"This is a win-win." Frank Lampard was clear. A 'win-win' is to eliminate Madrid, change the fate of a failed career so far as a coach, quite the opposite as a footballer, possibly the best, given his regularity and titles, in the history of Chelsea. He still holds the record of having played 164 consecutive games in the Premier League, between 2001 and 2005. When the new owner, Todd Boehly, called him, he knew it wasn't the same as Roman Abramovich, with whom he had a special feeling. None of that. It was for a circumstantial mission, while summoning Luis Enrique and Julian Nagelsmann for consultations. "If I beat Madrid, everything can change. If I lose, nothing will," he told himself. The 2-0 at the Bernabeu made the most difficult bet in a team that does not only need a coach. A therapist is urgently needed. At Stamford Bridge he has no choice but to double down on his bet: all on target, all or nothing.

In the neighborhood of Chelsea there are no faces of optimism. Nor in the team, although most agree that, in the situation of inferiority in which the team played more than half an hour in the first leg, the result could have been worse. Lampard is very 'polite', educated, son of the middle class, unlike the Wayne Rooney or Steven Gerrard who were part of his generation in the selection.

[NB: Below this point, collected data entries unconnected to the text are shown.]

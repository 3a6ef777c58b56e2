use super::cache::{CacheKey, ScoreCache};
use super::state::{Candidate, FitAccumulator};
use crate::core::density::map::DensityMap;
use crate::core::models::ligand::Ligand;
use crate::core::topology::LigandTopology;
use nalgebra::Point3;
use std::sync::Arc;

/// Scores conformers against a sigma-normalised map.
///
/// Each atom contributes its map value weighted by atomic number. Densities are
/// sampled per rigid fragment through the shared [`ScoreCache`], so only the
/// fragments that move need to be re-read.
pub struct DensityScorer<'a> {
    map: &'a DensityMap,
    topology: &'a LigandTopology,
    cache: &'a ScoreCache,
    weights: Vec<f64>,
    scale: bool,
}

impl<'a> DensityScorer<'a> {
    pub fn new(
        map: &'a DensityMap,
        ligand: &Ligand,
        topology: &'a LigandTopology,
        cache: &'a ScoreCache,
        scale: bool,
    ) -> Self {
        let weights = ligand
            .elements()
            .iter()
            .map(|e| e.atomic_number() as f64)
            .collect();
        Self {
            map,
            topology,
            cache,
            weights,
            scale,
        }
    }

    fn fragment_density(&self, fragment: usize, coordinates: &[Point3<f64>]) -> Arc<[f64]> {
        let atoms = &self.topology.fragments()[fragment].atoms;
        let key = CacheKey::new(fragment, atoms.iter().map(|&a| coordinates[a]));
        self.cache
            .get_or_insert_with(key, |key| self.map.sample(&key.positions()))
    }

    /// Candidate with the given coordinates scored over `active` fragments.
    pub fn evaluate(
        &self,
        index: usize,
        dihedrals: Vec<f64>,
        coordinates: Vec<Point3<f64>>,
        active: &[usize],
    ) -> Candidate {
        let mut candidate = Candidate {
            index,
            dihedrals,
            atom_density: vec![0.0; coordinates.len()],
            coordinates,
            fit: FitAccumulator::default(),
            score: 0.0,
        };
        self.refresh(&mut candidate, &[], active);
        candidate
    }

    /// Updates the fit after the candidate's coordinates changed.
    ///
    /// `moved` are fragments that were already scored and have moved;
    /// `activated` are fragments scored for the first time.
    pub fn refresh(&self, candidate: &mut Candidate, moved: &[usize], activated: &[usize]) {
        for &fragment in moved {
            for &atom in &self.topology.fragments()[fragment].atoms {
                candidate
                    .fit
                    .remove(self.weights[atom], candidate.atom_density[atom]);
            }
        }
        for &fragment in moved.iter().chain(activated) {
            let densities = self.fragment_density(fragment, &candidate.coordinates);
            for (&atom, &density) in self.topology.fragments()[fragment].atoms.iter().zip(densities.iter()) {
                candidate.atom_density[atom] = density;
                candidate.fit.add(self.weights[atom], density);
            }
        }
        candidate.score = candidate.fit.score(self.scale);
    }
}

The social barrier, in fact, meant that he did not connect as well as the pross would have needed on the pitch, especially with Gerrard in midfield. It also happened in his own team with the central John Terry, coming from the 'working class'. Lampard was not only a great footballer, but he was tailor-made for the elite Chelsea, whose fans include Michael Caine, Sebastian Coe, Matt Damon and Will Ferrell.

GUARDIOLA'S PATH

Lampard was what Pep Guardiola and now Xavi Hernández to Barça or Diego Simeone to Atletico. However, the Englishman leaned too much on the aura of his figure, with very little experience, in Derby County, and little previous work. Abramovich's call, in the summer of 2019, was a call from a friend, not just a homeowner. The relationship between the two had been close, to the extent that the Russian oligarch lent him his private yacht during the holidays. It was like an altarpiece of luxuries in the sea. It has nothing to do with Boehly. Lampard resorted, yesterday, to the visits of Abramovich to the dressing room to justify the one made by the American after losing in the first leg: "It is positive that an owner shows his passion."

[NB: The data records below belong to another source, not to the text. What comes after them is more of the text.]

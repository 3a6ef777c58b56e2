use crate::core::io::traits::StructureFile;
use crate::core::models::atom::{Atom, RecordKind};
use crate::core::models::element::Element;
use crate::core::models::ids::AtomId;
use crate::core::models::structure::Structure;
use crate::core::models::topology::BondOrder;
use nalgebra::Point3;
use std::collections::{BTreeMap, HashMap, HashSet};
use std::io::{self, BufRead, Write};
use std::str::FromStr;
use thiserror::Error;

/// Coordinate records are usable once they reach the end of the z column.
const MIN_COORDINATE_LINE_LENGTH: usize = 54;
/// Header records copied to the output files.
const KEPT_HEADER_RECORDS: &[&str] = &["CRYST1", "SCALE1", "SCALE2", "SCALE3"];
/// Partners listed per `CONECT` line.
const CONECT_PARTNERS_PER_LINE: usize = 4;

#[derive(Debug, Error)]
pub enum PdbError {
    #[error("I/O error: {0}")]
    Io(#[from] io::Error),
    #[error("Parse error on line {line}: {kind}")]
    Parse { line: usize, kind: PdbParseErrorKind },
    #[error("Missing required record: {0}")]
    MissingRecord(String),
}

#[derive(Debug, Error)]
pub enum PdbParseErrorKind {
    #[error("Invalid integer format in columns {columns} (value: '{value}')")]
    InvalidInt { columns: String, value: String },
    #[error("Invalid float format in columns {columns} (value: '{value}')")]
    InvalidFloat { columns: String, value: String },
    #[error("Required field in columns {columns} is empty")]
    MissingRequiredField { columns: String },
    #[error("Line is too short for ATOM/HETATM record (must be at least 54 chars)")]
    LineTooShort,
}

fn slice_and_trim(line: &str, start: usize, end: usize) -> &str {
    line.get(start..end.min(line.len())).unwrap_or("").trim()
}

fn parse_float(line: &str, line_num: usize, start: usize, end: usize) -> Result<f64, PdbError> {
    let value = slice_and_trim(line, start, end);
    value.parse().map_err(|_| PdbError::Parse {
        line: line_num,
        kind: PdbParseErrorKind::InvalidFloat {
            columns: format!("{}-{}", start + 1, end),
            value: value.into(),
        },
    })
}

fn parse_optional_float(
    line: &str,
    line_num: usize,
    start: usize,
    end: usize,
    default: f64,
) -> Result<f64, PdbError> {
    if slice_and_trim(line, start, end).is_empty() {
        Ok(default)
    } else {
        parse_float(line, line_num, start, end)
    }
}

fn optional_char(line: &str, column: usize) -> Option<char> {
    line.get(column..column + 1)
        .and_then(|s| s.chars().next())
        .filter(|c| !c.is_whitespace())
}

/// Reader and writer for the coordinate subset of the PDB format.
///
/// Reads `ATOM`/`HETATM`, `CONECT` and `CRYST1`/`SCALEn` records of the first
/// model. Repeated partners in `CONECT` records are read as bond multiplicity,
/// the convention most small-molecule tools use for double and triple bonds.
pub struct PdbFile;

impl PdbFile {
    fn parse_atom(line: &str, line_num: usize) -> Result<Atom, PdbError> {
        if line.len() < MIN_COORDINATE_LINE_LENGTH {
            return Err(PdbError::Parse {
                line: line_num,
                kind: PdbParseErrorKind::LineTooShort,
            });
        }

        let serial_str = slice_and_trim(line, 6, 11);
        let serial: usize = serial_str.parse().map_err(|_| PdbError::Parse {
            line: line_num,
            kind: PdbParseErrorKind::InvalidInt {
                columns: "7-11".into(),
                value: serial_str.into(),
            },
        })?;

        let name = slice_and_trim(line, 12, 16);
        if name.is_empty() {
            return Err(PdbError::Parse {
                line: line_num,
                kind: PdbParseErrorKind::MissingRequiredField {
                    columns: "13-16".into(),
                },
            });
        }

        let res_seq_str = slice_and_trim(line, 22, 26);
        let residue_number: isize = if res_seq_str.is_empty() {
            0
        } else {
            res_seq_str.parse().map_err(|_| PdbError::Parse {
                line: line_num,
                kind: PdbParseErrorKind::InvalidInt {
                    columns: "23-26".into(),
                    value: res_seq_str.into(),
                },
            })?
        };

        let x = parse_float(line, line_num, 30, 38)?;
        let y = parse_float(line, line_num, 38, 46)?;
        let z = parse_float(line, line_num, 46, 54)?;
        let occupancy = parse_optional_float(line, line_num, 54, 60, 1.0)?;
        let b_factor = parse_optional_float(line, line_num, 60, 66, 0.0)?;

        let element_str = slice_and_trim(line, 76, 78);
        let element = element_str
            .parse::<Element>()
            .unwrap_or_else(|_| Element::from_atom_name(name));

        Ok(Atom {
            serial,
            name: name.to_string(),
            element,
            residue_name: slice_and_trim(line, 17, 20).to_string(),
            chain_id: optional_char(line, 21).unwrap_or(' '),
            residue_number,
            insertion_code: optional_char(line, 26),
            alt_loc: optional_char(line, 16),
            record: RecordKind::from_str(slice_and_trim(line, 0, 6)).unwrap_or_default(),
            position: Point3::new(x, y, z),
            occupancy,
            b_factor,
        })
    }

    fn parse_conect(line: &str) -> Option<(usize, Vec<usize>)> {
        let mut fields = Vec::new();
        let mut start = 6;
        while start < line.len() {
            let field = slice_and_trim(line, start, start + 5);
            if !field.is_empty() {
                fields.push(field.parse::<usize>().ok()?);
            }
            start += 5;
        }
        if fields.len() < 2 {
            return None;
        }
        let origin = fields.remove(0);
        Some((origin, fields))
    }

    fn format_atom_name(atom: &Atom) -> String {
        let name = atom.name.trim();
        if name.len() < 4 && atom.element.symbol().len() == 1 {
            format!(" {:<3}", name)
        } else {
            format!("{:<4}", name)
        }
    }

    /// Serials used on output: the stored ones if they are usable as keys,
    /// otherwise a fresh 1-based numbering in file order.
    fn output_serials(structure: &Structure) -> HashMap<AtomId, usize> {
        let mut seen = HashSet::new();
        let usable = structure
            .atoms_iter()
            .all(|(_, atom)| atom.serial > 0 && seen.insert(atom.serial));
        structure
            .atoms_iter()
            .enumerate()
            .map(|(i, (id, atom))| (id, if usable { atom.serial } else { i + 1 }))
            .collect()
    }
}

impl StructureFile for PdbFile {
    type Error = PdbError;

    fn read_from(reader: &mut impl BufRead) -> Result<Structure, Self::Error> {
        let mut structure = Structure::new();
        let mut serial_to_id: HashMap<usize, AtomId> = HashMap::new();
        let mut conect_counts: BTreeMap<(usize, usize), usize> = BTreeMap::new();

        for (line_num, line_res) in reader.lines().enumerate() {
            let line = line_res?;
            let line_num = line_num + 1;
            let record_type = slice_and_trim(&line, 0, 6);

            match record_type {
                "ATOM" | "HETATM" => {
                    let atom = Self::parse_atom(&line, line_num)?;
                    let serial = atom.serial;
                    let id = structure.add_atom(atom);
                    serial_to_id.entry(serial).or_insert(id);
                }
                "CONECT" => {
                    if let Some((origin, partners)) = Self::parse_conect(&line) {
                        for partner in partners {
                            *conect_counts.entry((origin, partner)).or_default() += 1;
                        }
                    }
                }
                record if KEPT_HEADER_RECORDS.contains(&record) => {
                    structure.push_header_line(line.clone());
                }
                "ENDMDL" | "END" => break,
                _ => {}
            }
        }

        if structure.is_empty() {
            return Err(PdbError::MissingRecord("ATOM/HETATM records".into()));
        }

        let mut multiplicity: BTreeMap<(usize, usize), usize> = BTreeMap::new();
        for (&(a, b), &count) in &conect_counts {
            let key = (a.min(b), a.max(b));
            let entry = multiplicity.entry(key).or_default();
            *entry = (*entry).max(count);
        }
        for ((a, b), count) in multiplicity {
            let (Some(&id_a), Some(&id_b)) = (serial_to_id.get(&a), serial_to_id.get(&b)) else {
                continue;
            };
            let order = match count {
                1 => BondOrder::Single,
                2 => BondOrder::Double,
                3 => BondOrder::Triple,
                _ => BondOrder::Unknown,
            };
            structure.add_bond(id_a, id_b, order);
        }

        Ok(structure)
    }

    fn write_to(structure: &Structure, writer: &mut impl Write) -> Result<(), Self::Error> {
        for line in structure.header_lines() {
            writeln!(writer, "{}", line)?;
        }

        let serials = Self::output_serials(structure);
        for (id, atom) in structure.atoms_iter() {
            writeln!(
                writer,
                "{:<6}{:>5} {}{}{:>3} {}{:>4}{}   {:>8.3}{:>8.3}{:>8.3}{:>6.2}{:>6.2}          {:>2}",
                atom.record.as_str(),
                serials[&id],
                Self::format_atom_name(atom),
                atom.alt_loc.unwrap_or(' '),
                atom.residue_name,
                atom.chain_id,
                atom.residue_number,
                atom.insertion_code.unwrap_or(' '),
                atom.position.x,
                atom.position.y,
                atom.position.z,
                atom.occupancy,
                atom.b_factor,
                atom.element.symbol(),
            )?;
        }

        for (id, _) in structure.atoms_iter() {
            let Some(neighbors) = structure.bonded_neighbors(id) else {
                continue;
            };
            if neighbors.is_empty() {
                continue;
            }
            let mut partners: Vec<usize> = Vec::new();
            for &neighbor in neighbors {
                let order = structure
                    .bonds()
                    .iter()
                    .find(|bond| bond.contains(id) && bond.contains(neighbor))
                    .map(|bond| bond.order)
                    .unwrap_or_default();
                let repeats = match order {
                    BondOrder::Double => 2,
                    BondOrder::Triple => 3,
                    _ => 1,
                };
                partners.extend(std::iter::repeat_n(serials[&neighbor], repeats));
            }
            for chunk in partners.chunks(CONECT_PARTNERS_PER_LINE) {
                write!(writer, "CONECT{:>5}", serials[&id])?;
                for serial in chunk {
                    write!(writer, "{:>5}", serial)?;
                }
                writeln!(writer)?;
            }
        }

        writeln!(writer, "END")?;
        Ok(())
    }
}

In a Premier colonized by the great primadonas of the benches, the vast majority foreigners, the bet on an English technician and practically novice was a very high risk. In fact, it was a Portuguese, José Mourinho, who managed to get the best performance out of Lampard as a footballer, and an Italian-Swiss, Roberto Di Matteo, who led him to lift the Champions League against all odds. In his mind has also passed that period in which the greatest title of this team came with an interim on the bench.

DIFFICULT WARDROBE

Lampard managed to qualify Chelsea for the Champions League, after making additions such as Havertz, Timo Werner or Chilwell, but the problems began as soon as the following season began. He was fired, amid complaints that he had not heeded his requests for signings and confronted Marina Gravanovskaia, Abramovich's iron woman at the club. The oligarch could not save him in the face of the crisis of results and a distancing with the dressing room that not even his former teammate Peter Cech could correct. Several of those players have now been found again.

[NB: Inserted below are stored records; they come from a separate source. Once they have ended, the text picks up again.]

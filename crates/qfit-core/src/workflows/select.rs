use crate::engine::config::SelectionConfig;
use crate::engine::error::EngineError;
use crate::engine::selection::problem::SelectionProblem;
use crate::engine::selection::{QuadraticSolver, SelectionConstraints, SelectionResult};
use tracing::{info, instrument};

/// Solves one sparse selection over the pool behind `problem`.
#[instrument(skip_all, name = "select_workflow", fields(cardinality = config.cardinality, exact = config.exact))]
pub fn run(
    problem: &SelectionProblem,
    config: &SelectionConfig,
    solver: &dyn QuadraticSolver,
) -> Result<SelectionResult, EngineError> {
    config.validate()?;
    let constraints = SelectionConstraints::from(config);
    let solution = solver.solve(problem, &constraints)?;
    let result = SelectionResult::from_solution(&solution, &constraints);
    info!(
        selected = result.len(),
        residual = result.residual,
        nodes = result.nodes,
        "Selection solved."
    );
    Ok(result)
}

At 44, Lampard knows that if he comes out of this express stage, the Premier League can close the doors forever. In his time at Everton, in which he replaced Rafa Benitez, he did not offer anything different either. This tournament respects its glories more than any other, it is in its culture, but it only cedes responsibilities if they work. Something similar happens to Gerrard, after managing Aston Villa. They have not managed to replicate on the benches what they were on the pitch.

"Every game with Chelsea is an opportunity. It is also for me, "he said, yesterday, in a less caustic tone than the one used with his players after the defeat against BrigHton, at Stamford Bridge, where he was received with a banner of support, despite the result of the Bernabeu. He knows that the stands love him, a tough stand to which he appealed to push his players. It is too late for collective mechanisms, but it is not too late for them to "express the individual quality they have". If they do, the result in his opinion, is not a slab and everything can change for this hero or suicide, but always favorite son of Chelsea.